Diz o relatório que as previsões eram muito otimistas e que os multiplicadores orçamentais estavam errados. Infelizmente, não se reconhece que uma das causas dos erros nas previsões foi o facto do Fundo ter aplicado aos três países o mesmo modelo que aplica a países com moeda própria – e esperar os mesmos resultados.

Também não se reconhece que havia um profundo desconhecimento do tecido empresarial português. A brutal redução do crédito bancário atingiu profundamente as empresas portuguesas, que sempre estiveram subcapitalizadas e funcionavam com base nos financiamentos da banca para as suas operações correntes. Por via disso, as falências dispararam e o desemprego explodiu.

Depois, temos o caso dos multiplicadores orçamentais errados: em vez de por cada euro de austeridade se verificar um impacto no crescimento de 50 cêntimos, afinal esse impacto foi de 80 cêntimos – o que provocou uma recessão bem mais aprofundada do que se esperava (três anos em vez de um, 7% em vez de 4%).

Temos ainda o reconhecimento de que o pacote de financiamento era curto. Como alguns disseram, em vez dos 78 mil milhões, Portugal necessitava de cerca de 100 mil milhões, porque a reestruturação do setor dos transportes públicos exigia mais 20 mil a 25 mil milhões. Resultado: com menos dinheiro carregou-se mais na austeridade, penalizou-se mais o crescimento e causou-se uma dor social bem maior.

Em seguida, quando já era evidente que a coisa ia por mau caminho, insistiu-se ainda mais na receita.
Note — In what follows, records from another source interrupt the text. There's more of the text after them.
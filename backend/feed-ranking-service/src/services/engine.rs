use super::aggregation::{MergedScores, ScoreAggregator};
use super::assembler::ResultAssembler;
use super::diversity::DiversityLayer;
use super::recall::RecallLayer;
use crate::db::VideoStore;
use crate::error::Result;
use crate::metrics;
use crate::models::{RankedVideo, RankingStats, VideoRecord};
use std::collections::HashMap;
use std::sync::Arc;
use std::time::Instant;
use tracing::{info, warn};

/// Recommendation engine: recall → merge → load → diversity → assemble.
///
/// Holds no per-request state; one instance serves concurrent requests.
#[derive(Clone)]
pub struct RecommendationEngine {
    recall: RecallLayer,
    aggregator: ScoreAggregator,
    videos: Arc<dyn VideoStore>,
    diversity: DiversityLayer,
    assembler: ResultAssembler,
}

impl RecommendationEngine {
    pub fn new(
        recall: RecallLayer,
        videos: Arc<dyn VideoStore>,
        diversity: DiversityLayer,
        assembler: ResultAssembler,
    ) -> Self {
        Self {
            recall,
            aggregator: ScoreAggregator::new(),
            videos,
            diversity,
            assembler,
        }
    }

    /// Ranked feed for `user_id`. A user with no candidates gets an empty feed;
    /// any collaborator failure aborts the whole computation.
    pub async fn generate_recommendations(&self, user_id: &str) -> Result<Vec<RankedVideo>> {
        let started = Instant::now();
        let mut stats = RankingStats::default();

        let (collaborative, content) = self.recall.recall_candidates(user_id).await?;
        stats.collaborative_count = collaborative.len();
        stats.content_count = content.len();

        let merged = self.aggregator.merge(&collaborative, &content);
        stats.merged_count = merged.len();

        if merged.is_empty() {
            info!(user_id = %user_id, "No recommendation candidates, returning empty feed");
            metrics::record_generation(&stats, started.elapsed());
            return Ok(Vec::new());
        }

        let records = self.videos.fetch_by_ids(merged.ids()).await?;
        let candidates = attach_scores(&merged, records);
        stats.loaded_count = candidates.len();

        if stats.loaded_count < stats.merged_count {
            warn!(
                user_id = %user_id,
                missing = stats.merged_count - stats.loaded_count,
                "Candidate videos not found in store, dropping them"
            );
        }

        let diversified = self.diversity.run(candidates)?;
        stats.penalized_count = diversified.penalized;

        let ranked = self
            .assembler
            .assemble(user_id, diversified.results, merged.ids())
            .await?;
        stats.final_count = ranked.len();

        info!(
            user_id = %user_id,
            collaborative = stats.collaborative_count,
            content = stats.content_count,
            merged = stats.merged_count,
            loaded = stats.loaded_count,
            penalized = stats.penalized_count,
            returned = stats.final_count,
            elapsed_ms = started.elapsed().as_millis() as u64,
            "Recommendations generated"
        );
        metrics::record_generation(&stats, started.elapsed());

        Ok(ranked)
    }
}

/// Pair loaded records with their merged score and provenance, in merge order.
/// Ids the store did not return are dropped.
fn attach_scores(merged: &MergedScores, records: Vec<VideoRecord>) -> Vec<RankedVideo> {
    let mut by_id: HashMap<_, _> = records.into_iter().map(|v| (v.id, v)).collect();

    merged
        .iter()
        .filter_map(|(video_id, entry)| {
            by_id.remove(&video_id).map(|video| RankedVideo {
                video,
                score: entry.score,
                is_based_collaborative: entry.from_collaborative,
                is_based_content: entry.from_content,
                is_liked: false,
            })
        })
        .collect()
}

#[cfg(test)]
mod tests {
    use super::*;
    use crate::config::RecallConfig;
    use crate::db::{MockInteractionStore, MockVideoStore};
    use crate::error::RankingError;
    use crate::models::{CollaborativeCandidate, ContentCandidate, VideoId};
    use crate::services::recall::{MockCollaborativeSource, MockContentSource};
    use std::collections::HashSet;

    fn record(id: VideoId, embeddings: Option<Vec<f32>>) -> VideoRecord {
        VideoRecord {
            id,
            url: format!("https://cdn.example.com/{}.mp4", id),
            caption: Some(format!("video {}", id)),
            embeddings,
            likes_count: 0,
            user_id: "creator".to_string(),
            created_at: None,
        }
    }

    fn recall(
        collaborative: Vec<CollaborativeCandidate>,
        content: Vec<ContentCandidate>,
    ) -> RecallLayer {
        let mut collaborative_source = MockCollaborativeSource::new();
        collaborative_source
            .expect_fetch()
            .returning(move |_| Ok(collaborative.clone()));

        let mut content_source = MockContentSource::new();
        content_source
            .expect_fetch()
            .returning(move |_, _, _| Ok(content.clone()));

        RecallLayer::new(
            Arc::new(collaborative_source),
            Arc::new(content_source),
            RecallConfig {
                content_similarity_threshold: 0.25,
                content_limit: 10,
            },
        )
    }

    fn no_likes() -> ResultAssembler {
        let mut interactions = MockInteractionStore::new();
        interactions
            .expect_fetch_liked()
            .returning(|_, _| Ok(HashSet::new()));
        ResultAssembler::new(Arc::new(interactions))
    }

    #[test]
    fn test_attach_scores_restores_merge_order_and_drops_missing() {
        let merged = ScoreAggregator::new().merge(
            &[
                CollaborativeCandidate {
                    video_id: 5,
                    score: 1.0,
                },
                CollaborativeCandidate {
                    video_id: 2,
                    score: 1.0,
                },
            ],
            &[ContentCandidate {
                video_id: 8,
                similarity: 0.5,
            }],
        );

        // Store returns rows in its own order and does not know video 2.
        let attached = attach_scores(&merged, vec![record(8, None), record(5, None)]);

        let ids: Vec<VideoId> = attached.iter().map(|v| v.id()).collect();
        assert_eq!(ids, vec![5, 8]);
        assert!(attached[0].is_based_collaborative && !attached[0].is_based_content);
        assert!(!attached[1].is_based_collaborative && attached[1].is_based_content);
    }

    #[tokio::test]
    async fn test_empty_candidates_skip_stores() {
        let mut videos = MockVideoStore::new();
        videos.expect_fetch_by_ids().times(0);

        let mut interactions = MockInteractionStore::new();
        interactions.expect_fetch_liked().times(0);

        let engine = RecommendationEngine::new(
            recall(Vec::new(), Vec::new()),
            Arc::new(videos),
            DiversityLayer::default(),
            ResultAssembler::new(Arc::new(interactions)),
        );

        let feed = engine.generate_recommendations("cold_user").await.unwrap();
        assert!(feed.is_empty());
    }

    #[tokio::test]
    async fn test_video_store_failure_aborts() {
        let mut videos = MockVideoStore::new();
        videos
            .expect_fetch_by_ids()
            .returning(|_| Err(RankingError::Database(sqlx::Error::PoolTimedOut)));

        let engine = RecommendationEngine::new(
            recall(
                vec![CollaborativeCandidate {
                    video_id: 1,
                    score: 2.0,
                }],
                Vec::new(),
            ),
            Arc::new(videos),
            DiversityLayer::default(),
            no_likes(),
        );

        let result = engine.generate_recommendations("user").await;
        assert!(matches!(result, Err(RankingError::Database(_))));
    }

    #[tokio::test]
    async fn test_penalized_order_is_merge_order() {
        // Video 2 outranks video 1 on merged score but comes second in merge order,
        // so it is the one compared against video 1 and penalized.
        let mut videos = MockVideoStore::new();
        videos.expect_fetch_by_ids().returning(|_| {
            Ok(vec![
                record(2, Some(vec![1.0, 0.0])),
                record(1, Some(vec![1.0, 0.0])),
            ])
        });

        let engine = RecommendationEngine::new(
            recall(
                vec![
                    CollaborativeCandidate {
                        video_id: 1,
                        score: 1.0,
                    },
                    CollaborativeCandidate {
                        video_id: 2,
                        score: 4.0,
                    },
                ],
                Vec::new(),
            ),
            Arc::new(videos),
            DiversityLayer::default(),
            no_likes(),
        );

        let feed = engine.generate_recommendations("user").await.unwrap();

        assert_eq!(feed[0].id(), 2);
        assert!((feed[0].score - (2.8 - 0.2)).abs() < 1e-9);
        assert!((feed[1].score - 0.7).abs() < 1e-9);
    }
}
É lembrar o enorme aumento de impostos que Vítor Gaspar nos deixou em legado para perceber que fazer sempre a mesma coisa e esperar um resultado diferente só pode dar mau resultado.

E quando tudo já corria mal alguém se lembrou da célebre desvalorização fiscal, que numa sexta-feira no noticiário das oito Pedro Passos Coelho atirou para cima da mesa como se fosse a coisa mais natural do mundo. A reação de indignação foi tão grande que a medida teve de ser metida na gaveta – e a desvalorização fiscal, uma boa ideia, não voltou a sair do papel.
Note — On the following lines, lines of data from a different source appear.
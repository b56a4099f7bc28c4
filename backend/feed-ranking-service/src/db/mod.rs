/// Store interfaces consumed by the ranking engine, with their Postgres implementations.
pub mod interaction_repo;
pub mod video_repo;

use crate::error::Result;
use crate::models::{VideoId, VideoRecord};
use async_trait::async_trait;
use std::collections::HashSet;

pub use interaction_repo::PgInteractionStore;
pub use video_repo::PgVideoStore;

/// Batch lookup of video metadata.
///
/// Ids with no matching row are silently dropped; output order is unspecified.
#[cfg_attr(test, mockall::automock)]
#[async_trait]
pub trait VideoStore: Send + Sync {
    async fn fetch_by_ids(&self, ids: &[VideoId]) -> Result<Vec<VideoRecord>>;
}

/// Batch membership check over a user's "like" interactions.
#[cfg_attr(test, mockall::automock)]
#[async_trait]
pub trait InteractionStore: Send + Sync {
    async fn fetch_liked(&self, user_id: &str, ids: &[VideoId]) -> Result<HashSet<VideoId>>;
}
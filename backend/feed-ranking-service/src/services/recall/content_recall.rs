use super::ContentSource;
use crate::error::{RankingError, Result};
use crate::models::ContentCandidate;
use async_trait::async_trait;
use sqlx::{PgPool, Row};
use tracing::debug;

/// Content-based recall backed by pgvector.
///
/// Similarity is `1 - cosine_distance` between the user's interest embedding
/// (`user_profiles.embeddings`) and each video embedding.
#[derive(Clone)]
pub struct PgContentSource {
    pool: PgPool,
    embedding_dim: usize,
}

/// Render an embedding as a pgvector text literal: `[0.1,0.2,...]`
pub fn to_pgvector_literal(embedding: &[f32]) -> String {
    let values: Vec<String> = embedding.iter().map(|v| v.to_string()).collect();
    format!("[{}]", values.join(","))
}

impl PgContentSource {
    pub fn new(pool: PgPool, embedding_dim: usize) -> Self {
        Self {
            pool,
            embedding_dim,
        }
    }

    async fn fetch_user_embedding(&self, user_id: &str) -> Result<Option<Vec<f32>>> {
        let row = sqlx::query(
            "SELECT embeddings::real[] AS embeddings FROM user_profiles WHERE id = $1",
        )
        .bind(user_id)
        .fetch_optional(&self.pool)
        .await?;

        match row {
            Some(row) => Ok(row.try_get("embeddings")?),
            None => Ok(None),
        }
    }
}

#[async_trait]
impl ContentSource for PgContentSource {
    async fn fetch(
        &self,
        user_id: &str,
        threshold: f64,
        limit: i64,
    ) -> Result<Vec<ContentCandidate>> {
        let user_embedding = match self.fetch_user_embedding(user_id).await? {
            Some(embedding) => embedding,
            None => {
                debug!(
                    user_id = %user_id,
                    "User has no interest embedding, content recall skipped"
                );
                return Ok(Vec::new());
            }
        };

        if user_embedding.len() != self.embedding_dim {
            return Err(RankingError::DimensionMismatch {
                expected: self.embedding_dim,
                actual: user_embedding.len(),
            });
        }

        let rows = sqlx::query(
            "SELECT id, similarity
             FROM (
                 SELECT id, 1 - (embeddings <=> $1::vector) AS similarity
                 FROM videos
                 WHERE embeddings IS NOT NULL
             ) scored
             WHERE similarity > $2 AND similarity <> 'NaN'::float8
             ORDER BY similarity DESC
             LIMIT $3",
        )
        .bind(to_pgvector_literal(&user_embedding))
        .bind(threshold)
        .bind(limit)
        .fetch_all(&self.pool)
        .await?;

        // pgvector yields NaN for zero vectors, which Postgres sorts above every number.
        let mut candidates = Vec::with_capacity(rows.len());
        for row in rows {
            let similarity: f64 = row.try_get("similarity")?;
            if !similarity.is_finite() {
                continue;
            }
            candidates.push(ContentCandidate {
                video_id: row.try_get("id")?,
                similarity,
            });
        }

        Ok(candidates)
    }
}

#[cfg(test)]
mod tests {
    use super::*;

    #[test]
    fn test_pgvector_literal() {
        assert_eq!(to_pgvector_literal(&[0.5, -1.0, 0.25]), "[0.5,-1,0.25]");
        assert_eq!(to_pgvector_literal(&[]), "[]");
    }
}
Ah, é claro que saímos do programa e regressámos aos mercados e que as taxas de juro caíram abissalmente. Mas não nos iludamos. Tudo isso se deve essencialmente ao BCE e ao seu programa de compra de títulos de dívida pública da zona euro. Se de repente ele acabar, as taxas de juro treparão imediatamente por aí acima. E sim, há algum crescimento económico e fizemos reformas. Mas o crescimento é anémico e as reformas incidiram essencialmente no corte de salários e pensões, que sempre foram anunciados como provisórios e estão agora a ser revertidos.

O problema é que reconhecer agora os erros do programa de ajustamento não serve de nada a Portugal. O meio milhão de imigrantes não volta, o desemprego estrutural acima de 10% não se resolve, as empresas que fecharam ou foram vendidas deixaram de ter uma lógica nacional, a fragilidade do sistema bancário é assustadora, e a economia não dispõe de mecanismos para ter um crescimento forte e sustentado.

A par disso, este relatório mostra quão esquizofrénico é o FMI, porque mostra os erros que foram cometidos – mas depois chega a Lisboa Subir Lall, chefe da missão do FMI, e repete que temos de aplicar toda a receita que é agora criticada. Enfim, se não fosse para chorar, era para rir. E o certo é que os programas de ajustamentos podem ser melhorados no futuro, mas a devastação social e económica que causaram em Portugal nunca mais será reparada.